### ABOUT THIS TASK:
State only how many lines below include the string "flatten".

### RECORDS TO PROCESS:
◆ ◆ ◆ ◆
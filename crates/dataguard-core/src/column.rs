use arrow_array::{Array, BooleanArray, Float64Array, Int64Array, StringArray};

use crate::cell::Cell;
use crate::errors::RuleError;
use crate::kernels::{generic, membership, numeric, string, TernarySeq};

/// A single typed, nullable column, backed directly by an Arrow array.
///
/// Arrow's own validity bitmap is this crate's null model — there is no
/// separate bitmap to keep in sync.
#[derive(Debug)]
pub enum Column {
    Integer(Int64Array),
    Floating(Float64Array),
    String(StringArray),
    Boolean(BooleanArray),
}

impl Column {
    /// Builds an `Integer` column from a sequence of nullable `i64`s.
    pub fn integer(values: impl IntoIterator<Item = Option<i64>>) -> Column {
        Column::Integer(Int64Array::from(values.into_iter().collect::<Vec<_>>()))
    }

    /// Builds a `Floating` column from a sequence of nullable `f64`s.
    pub fn floating(values: impl IntoIterator<Item = Option<f64>>) -> Column {
        Column::Floating(Float64Array::from(values.into_iter().collect::<Vec<_>>()))
    }

    /// Builds a `String` column from a sequence of nullable strings.
    pub fn string<S: Into<String>>(values: impl IntoIterator<Item = Option<S>>) -> Column {
        let values: Vec<Option<String>> = values.into_iter().map(|v| v.map(Into::into)).collect();
        Column::String(StringArray::from(values))
    }

    /// Builds a `Boolean` column from a sequence of nullable `bool`s.
    pub fn boolean(values: impl IntoIterator<Item = Option<bool>>) -> Column {
        Column::Boolean(BooleanArray::from(values.into_iter().collect::<Vec<_>>()))
    }

    pub fn kind(&self) -> &'static str {
        match self {
            Column::Integer(_) => "Integer",
            Column::Floating(_) => "Floating",
            Column::String(_) => "String",
            Column::Boolean(_) => "Boolean",
        }
    }

    pub fn len(&self) -> usize {
        match self {
            Column::Integer(a) => a.len(),
            Column::Floating(a) => a.len(),
            Column::String(a) => a.len(),
            Column::Boolean(a) => a.len(),
        }
    }

    pub fn is_empty(&self) -> bool {
        self.len() == 0
    }

    pub fn null_count(&self) -> usize {
        match self {
            Column::Integer(a) => a.null_count(),
            Column::Floating(a) => a.null_count(),
            Column::String(a) => a.null_count(),
            Column::Boolean(a) => a.null_count(),
        }
    }

    pub fn not_null_count(&self) -> usize {
        self.len() - self.null_count()
    }

    /// `true` where the row is null, `false` where it holds a value; length
    /// `len`.
    pub fn is_null(&self) -> Vec<bool> {
        self.null_mask()
    }

    fn null_mask(&self) -> Vec<bool> {
        (0..self.len()).map(|i| self.is_null_at(i)).collect()
    }

    fn is_null_at(&self, i: usize) -> bool {
        match self {
            Column::Integer(a) => a.is_null(i),
            Column::Floating(a) => a.is_null(i),
            Column::String(a) => a.is_null(i),
            Column::Boolean(a) => a.is_null(i),
        }
    }

    /// `true`/`false` per row according to nullity; never itself `null`.
    pub fn not_null(&self) -> TernarySeq {
        generic::not_null(&self.null_mask())
    }

    fn mismatch(&self, operation: &'static str) -> RuleError {
        RuleError::KindMismatch { operation, kind: self.kind() }
    }

    /// Widened view for `Integer`/`Floating` columns; `i64`s widen losslessly
    /// for any value a real dataset would carry.
    fn numeric_values(&self, operation: &'static str) -> Result<Vec<Option<f64>>, RuleError> {
        match self {
            Column::Integer(a) => Ok(a.iter().map(|v| v.map(|v| v as f64)).collect()),
            Column::Floating(a) => Ok(a.iter().collect()),
            _ => Err(self.mismatch(operation)),
        }
    }

    fn string_values(&self, operation: &'static str) -> Result<Vec<Option<&str>>, RuleError> {
        match self {
            Column::String(a) => Ok(a.iter().collect()),
            _ => Err(self.mismatch(operation)),
        }
    }

    pub fn gt(&self, x: f64) -> Result<TernarySeq, RuleError> {
        Ok(numeric::gt(&self.numeric_values("gt")?, x))
    }

    pub fn ge(&self, x: f64) -> Result<TernarySeq, RuleError> {
        Ok(numeric::ge(&self.numeric_values("ge")?, x))
    }

    pub fn lt(&self, x: f64) -> Result<TernarySeq, RuleError> {
        Ok(numeric::lt(&self.numeric_values("lt")?, x))
    }

    pub fn le(&self, x: f64) -> Result<TernarySeq, RuleError> {
        Ok(numeric::le(&self.numeric_values("le")?, x))
    }

    pub fn equal(&self, x: f64) -> Result<TernarySeq, RuleError> {
        Ok(numeric::equal(&self.numeric_values("equal")?, x))
    }

    pub fn between(&self, lo: f64, hi: f64) -> Result<TernarySeq, RuleError> {
        Ok(numeric::between(&self.numeric_values("between")?, lo, hi))
    }

    pub fn sum(&self) -> Result<Option<f64>, RuleError> {
        Ok(numeric::sum(&self.numeric_values("sum")?))
    }

    pub fn mean(&self) -> Result<Option<f64>, RuleError> {
        Ok(numeric::mean(&self.numeric_values("mean")?))
    }

    pub fn min(&self) -> Result<Option<f64>, RuleError> {
        Ok(numeric::min(&self.numeric_values("min")?))
    }

    pub fn max(&self) -> Result<Option<f64>, RuleError> {
        Ok(numeric::max(&self.numeric_values("max")?))
    }

    pub fn std(&self) -> Result<Option<f64>, RuleError> {
        Ok(numeric::std(&self.numeric_values("std")?))
    }

    pub fn median(&self) -> Result<Option<f64>, RuleError> {
        Ok(numeric::median(&self.numeric_values("median")?))
    }

    pub fn str_equal(&self, needle: &str) -> Result<TernarySeq, RuleError> {
        Ok(string::equal(&self.string_values("equal")?, needle))
    }

    pub fn contains(&self, needle: &str) -> Result<TernarySeq, RuleError> {
        Ok(string::contains(&self.string_values("contains")?, needle))
    }

    pub fn starts_with(&self, prefix: &str) -> Result<TernarySeq, RuleError> {
        Ok(string::starts_with(&self.string_values("starts_with")?, prefix))
    }

    pub fn ends_with(&self, suffix: &str) -> Result<TernarySeq, RuleError> {
        Ok(string::ends_with(&self.string_values("ends_with")?, suffix))
    }

    pub fn matches_regex(&self, pattern: &str) -> Result<TernarySeq, RuleError> {
        string::matches_regex(&self.string_values("matches_regex")?, pattern)
    }

    /// Unicode scalar value (`char`) count per cell, `None` where null.
    pub fn str_length(&self) -> Result<Vec<Option<i64>>, RuleError> {
        Ok(string::str_length(&self.string_values("str_length")?))
    }

    pub fn length_between(&self, lo: usize, hi: usize) -> Result<TernarySeq, RuleError> {
        Ok(string::length_between(&self.string_values("length_between")?, lo, hi))
    }

    pub fn is_in(&self, members: &[Cell]) -> Result<TernarySeq, RuleError> {
        match self {
            Column::Integer(a) => {
                let members: Vec<i64> = members
                    .iter()
                    .filter_map(|c| match c {
                        Cell::Int(v) => Some(*v),
                        _ => None,
                    })
                    .collect();
                let values: Vec<Option<i64>> = a.iter().collect();
                Ok(membership::is_in_integer(&values, &members))
            }
            Column::Floating(a) => {
                let members: Vec<f64> = members
                    .iter()
                    .filter_map(|c| match c {
                        Cell::Float(v) => Some(*v),
                        _ => None,
                    })
                    .collect();
                let values: Vec<Option<f64>> = a.iter().collect();
                Ok(membership::is_in_floating(&values, &members))
            }
            Column::String(a) => {
                let members: Vec<&str> = members
                    .iter()
                    .filter_map(|c| match c {
                        Cell::Str(v) => Some(v.as_str()),
                        _ => None,
                    })
                    .collect();
                let values: Vec<Option<&str>> = a.iter().collect();
                Ok(membership::is_in_string(&values, &members))
            }
            Column::Boolean(_) => Err(self.mismatch("is_in")),
        }
    }

    fn uniqueness(&self) -> (usize, usize) {
        match self {
            Column::Integer(a) => {
                generic::count_unique_and_duplicates(a.iter().flatten())
            }
            Column::Floating(a) => generic::count_unique_and_duplicates(
                a.iter().flatten().map(canonicalize_nan),
            ),
            Column::String(a) => generic::count_unique_and_duplicates(a.iter().flatten()),
            Column::Boolean(a) => generic::count_unique_and_duplicates(a.iter().flatten()),
        }
    }

    pub fn unique_count(&self) -> usize {
        self.uniqueness().0
    }

    pub fn duplicates_count(&self) -> usize {
        self.uniqueness().1
    }
}

/// Normalizes NaN's bit pattern so every NaN counts as the same distinct
/// value for uniqueness purposes, unlike `is_in`'s IEEE equality.
fn canonicalize_nan(v: f64) -> u64 {
    if v.is_nan() {
        f64::NAN.to_bits()
    } else {
        v.to_bits()
    }
}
◆ ◆ ◆ ◆
### RESULT FOR THIS EXERCISE:
4